Gene Therapy & Pharmacotherapy for Inherited Retinal Disease: Current Status

Purpose To describe the rationale for gene therapy and pharmacological treatments in retinal dystrophies, and to show a few examples of the undergoing trials. Methods Gene therapy can be applied to complement (in loss‐of‐function mutation) or to suppress (in gain‐of‐function mutation) a mutated gene, in order to correct the specific defect linked to this gene. Gene therapy can also be used to in situ produce a protein whose properties will modify the course of the disease. In a similar way, pharmacological drugs can supplement the metabolic defect linked to a specific gene, or can facilitate photoreceptor survival and/or function whatever the genetic defect. Results Conditions (photoreceptor dysfunction and degeneration, rate of degeneration, stage at disease diagnosis) to which gene therapy can be applied will be reviewed. Retinal dystrophies linked to RPE65 mutations provide good examples of both gene therapy by complementation and pharmacological therapy by supplementation.

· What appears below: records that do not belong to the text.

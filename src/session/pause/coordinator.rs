//! Token-ordered distributed pause gate

use std::collections::{BTreeSet, HashMap};

use tracing::{debug, info, warn};

use crate::config::EngineConfig;
use crate::net::protocol::{OutboundMsg, PeerId};
use crate::util::rate_limit::SteppedLimiter;
use crate::util::time::Cadence;

use super::token_store::{PauseTokenStore, TokenMinter, TokenOp, TokenVerdict};

/// Effect of a pause-protocol event on the shared gate
#[derive(Debug, Clone, Copy, PartialEq, Eq)]
pub enum PauseTransition {
    /// The gate closed
    Paused,
    /// The gate opened
    Resumed,
    Unchanged,
}

/// What happened to one pause/resume message
#[derive(Debug, Clone, Copy, PartialEq, Eq)]
pub enum PauseOutcome {
    Applied(PauseTransition),
    /// Superseded by a newer token
    Stale,
    /// Untokenized message from a token-capable peer
    Downgrade,
    /// Pause naming the local peer with nothing to back it
    StaleEcho,
}

impl PauseOutcome {
    pub fn transition(self) -> PauseTransition {
        match self {
            Self::Applied(transition) => transition,
            _ => PauseTransition::Unchanged,
        }
    }
}

/// Diagnostic counters
#[derive(Debug, Clone, Default, PartialEq, Eq)]
pub struct PauseStats {
    pub stale_dropped: u64,
    pub downgrades_dropped: u64,
    pub stale_peers_dropped: u64,
    pub echoes_suppressed: u64,
    pub forced_resumes: u64,
}

/// Shared pause gate: simulation is gated while any peer is in the pause set
pub struct PauseCoordinator {
    local_id: PeerId,
    store: PauseTokenStore,
    /// Paused peers and the time of their last refresh
    paused: HashMap<PeerId, f64>,
    local_reasons: BTreeSet<String>,
    minter: TokenMinter,
    echo_limiter: SteppedLimiter,
    heartbeat: Cadence,
    stale_after_ms: f64,
    stats: PauseStats,
}

impl PauseCoordinator {
    pub fn new(local_id: PeerId, config: &EngineConfig) -> Self {
        Self::with_minter(local_id, config, TokenMinter::new())
    }

    pub fn with_minter(local_id: PeerId, config: &EngineConfig, minter: TokenMinter) -> Self {
        let mut store = PauseTokenStore::new();
        store.resolve_id(&local_id, None);
        Self {
            local_id,
            store,
            paused: HashMap::new(),
            local_reasons: BTreeSet::new(),
            minter,
            echo_limiter: SteppedLimiter::with_interval_ms(config.forced_resume_interval_ms),
            heartbeat: Cadence::new(config.pause_heartbeat_ms),
            stale_after_ms: config.pause_stale_ms,
            stats: PauseStats::default(),
        }
    }

    pub fn local_id(&self) -> &PeerId {
        &self.local_id
    }

    /// The local peer's id as currently keyed in the store. Differs from
    /// `local_id` once the local id was linked under another canonical id.
    pub fn local_canonical(&self) -> PeerId {
        self.store.canonical(&self.local_id)
    }

    /// True while any peer requests a pause
    pub fn is_gated(&self) -> bool {
        !self.paused.is_empty()
    }

    pub fn is_paused(&self, peer_id: &PeerId) -> bool {
        self.paused.contains_key(&self.store.canonical(peer_id))
    }

    /// Paused peers in id order
    pub fn paused_peers(&self) -> Vec<PeerId> {
        let mut peers: Vec<PeerId> = self.paused.keys().cloned().collect();
        peers.sort();
        peers
    }

    pub fn local_reasons(&self) -> impl Iterator<Item = &str> {
        self.local_reasons.iter().map(String::as_str)
    }

    pub fn has_local_reason(&self) -> bool {
        !self.local_reasons.is_empty()
    }

    /// Peers referenced this session, the local peer included
    pub fn known_peers(&self) -> usize {
        self.store.len()
    }

    pub fn store(&self) -> &PauseTokenStore {
        &self.store
    }

    pub fn stats(&self) -> &PauseStats {
        &self.stats
    }

    /// Canonicalize a (public, private) id pair through the alias map
    pub fn resolve_id(&mut self, public_id: &PeerId, private_id: Option<&PeerId>) -> PeerId {
        let resolved = self.store.resolve_id(public_id, private_id);
        if let Some(old) = resolved.merged {
            if let Some(seen) = self.paused.remove(&old) {
                let slot = self.paused.entry(resolved.canonical.clone()).or_insert(seen);
                *slot = slot.max(seen);
            }
        }
        resolved.canonical
    }

    /// Apply a pause request from `peer_id`
    pub fn mark_pause(
        &mut self,
        peer_id: &PeerId,
        alias_id: Option<&PeerId>,
        token: Option<u64>,
        now_ms: f64,
    ) -> PauseOutcome {
        let canonical = self.resolve_id(peer_id, alias_id);
        if let Some(rejected) = self.admit(&canonical, token, TokenOp::Pause) {
            return rejected;
        }

        let was_gated = self.is_gated();
        self.store.entry_mut(&canonical).apply(token, TokenOp::Pause);
        self.paused.insert(canonical.clone(), now_ms);

        let transition = if was_gated {
            PauseTransition::Unchanged
        } else {
            info!(peer_id = %canonical, token = ?token, "Session paused");
            PauseTransition::Paused
        };
        PauseOutcome::Applied(transition)
    }

    /// Apply a resume from `peer_id`
    pub fn clear_pause(
        &mut self,
        peer_id: &PeerId,
        alias_id: Option<&PeerId>,
        token: Option<u64>,
    ) -> PauseOutcome {
        let canonical = self.resolve_id(peer_id, alias_id);
        if let Some(rejected) = self.admit(&canonical, token, TokenOp::Resume) {
            return rejected;
        }

        self.store.entry_mut(&canonical).apply(token, TokenOp::Resume);
        let removed = self.paused.remove(&canonical).is_some();

        let transition = if removed && !self.is_gated() {
            info!(peer_id = %canonical, token = ?token, "Session resumed");
            PauseTransition::Resumed
        } else {
            PauseTransition::Unchanged
        };
        PauseOutcome::Applied(transition)
    }

    /// Inbound pause handler with the self-echo guard.
    ///
    /// A pause naming the local peer while it has no reason to be paused, no
    /// blocking modal, and is not in the pause set is a stale echo. It is not
    /// applied; instead a forced resume is returned (at most one per
    /// rate-limit interval) so remote peers waiting on it let go.
    pub fn handle_pause(
        &mut self,
        peer_id: &PeerId,
        alias_id: Option<&PeerId>,
        token: Option<u64>,
        now_ms: f64,
        modal_open: bool,
    ) -> (PauseOutcome, Option<OutboundMsg>) {
        let canonical = self.resolve_id(peer_id, alias_id);
        let is_self = canonical == self.local_canonical();
        if !is_self || self.has_local_reason() || modal_open || self.paused.contains_key(&canonical) {
            return (self.mark_pause(&canonical, None, token, now_ms), None);
        }

        self.stats.echoes_suppressed += 1;
        if !self.echo_limiter.check_at(now_ms) {
            debug!(token = ?token, "Stale self pause echo, forced resume rate limited");
            return (PauseOutcome::StaleEcho, None);
        }

        let token = self.minter.mint();
        self.store.entry_mut(&canonical).apply(Some(token), TokenOp::Resume);
        self.stats.forced_resumes += 1;
        warn!(token, "Stale self pause echo, forcing resume");
        let msg = OutboundMsg::Resume {
            peer_id: self.local_id.clone(),
            token,
            forced: true,
        };
        (PauseOutcome::StaleEcho, Some(msg))
    }

    /// Drop remote pauses that have not been refreshed within the staleness window
    pub fn cleanup_stale(&mut self, now_ms: f64) -> Vec<PeerId> {
        let cutoff = self.stale_after_ms;
        let local_id = self.local_canonical();
        let mut dropped: Vec<PeerId> = self
            .paused
            .iter()
            .filter(|(peer, seen)| **peer != local_id && !peer.is_system() && now_ms - **seen > cutoff)
            .map(|(peer, _)| peer.clone())
            .collect();
        dropped.sort();

        for peer in &dropped {
            self.paused.remove(peer);
            self.stats.stale_peers_dropped += 1;
            warn!(peer_id = %peer, "Dropping stale pause");
        }
        if !dropped.is_empty() && !self.is_gated() {
            info!("Session resumed after stale pause cleanup");
        }
        dropped
    }

    /// Add a local reason to pause. The first reason announces a pause.
    pub fn request_local_pause(&mut self, reason: &str, now_ms: f64) -> Option<OutboundMsg> {
        let first = self.local_reasons.is_empty();
        if !self.local_reasons.insert(reason.to_string()) || !first {
            return None;
        }
        Some(self.announce_local_pause(now_ms))
    }

    /// Remove a local reason. Releasing the last one announces a resume.
    pub fn release_local_pause(&mut self, reason: &str) -> Option<OutboundMsg> {
        if !self.local_reasons.remove(reason) || !self.local_reasons.is_empty() {
            return None;
        }

        let token = self.minter.mint();
        let local_id = self.local_canonical();
        self.clear_pause(&local_id, None, Some(token));
        Some(OutboundMsg::Resume {
            peer_id: self.local_id.clone(),
            token,
            forced: false,
        })
    }

    /// Re-send the active local pause so remote staleness cleanup keeps it
    pub fn heartbeat(&mut self, now_ms: f64) -> Option<OutboundMsg> {
        if !self.has_local_reason() || !self.heartbeat.poll(now_ms) {
            return None;
        }
        let local_id = self.local_canonical();
        let token = self.store.entry(&local_id).and_then(|e| e.active_token)?;
        self.paused.insert(local_id, now_ms);
        debug!(token, "Pause heartbeat");
        Some(OutboundMsg::Pause {
            peer_id: self.local_id.clone(),
            token,
        })
    }

    /// Forget all remote state (teardown / resync). Local reasons survive and
    /// are re-announced with a fresh token.
    pub fn reset(&mut self, now_ms: f64) -> Option<OutboundMsg> {
        self.store.clear();
        self.paused.clear();
        self.store.resolve_id(&self.local_id, None);
        if self.has_local_reason() {
            Some(self.announce_local_pause(now_ms))
        } else {
            None
        }
    }

    fn announce_local_pause(&mut self, now_ms: f64) -> OutboundMsg {
        let token = self.minter.mint();
        let local_id = self.local_canonical();
        self.mark_pause(&local_id, None, Some(token), now_ms);
        self.heartbeat.reset();
        self.heartbeat.poll(now_ms);
        OutboundMsg::Pause {
            peer_id: self.local_id.clone(),
            token,
        }
    }

    fn admit(&mut self, canonical: &PeerId, token: Option<u64>, op: TokenOp) -> Option<PauseOutcome> {
        let verdict = self
            .store
            .entry(canonical)
            .map(|entry| entry.check(token, op))
            .unwrap_or(TokenVerdict::Accept);

        match verdict {
            TokenVerdict::Accept => None,
            TokenVerdict::Stale { token, floor } => {
                self.stats.stale_dropped += 1;
                debug!(peer_id = %canonical, token, floor, op = ?op, "Ignoring stale pause token");
                Some(PauseOutcome::Stale)
            }
            TokenVerdict::Downgrade => {
                self.stats.downgrades_dropped += 1;
                debug!(peer_id = %canonical, op = ?op, "Ignoring untokenized message from token peer");
                Some(PauseOutcome::Downgrade)
            }
        }
    }
}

Gene repair is a promising approach to reverse mutations into the correct sequence. Rapid descriptions of ongoing trials for congenital achromatopsia, Stargardt disease and retinitis pigmentosa will be showed. Conclusion Future developments of therapeutic interventions will depend on accurate molecular diagnosis, knowledge of pathophysiological mechanisms and improvement in drug ocular delivery.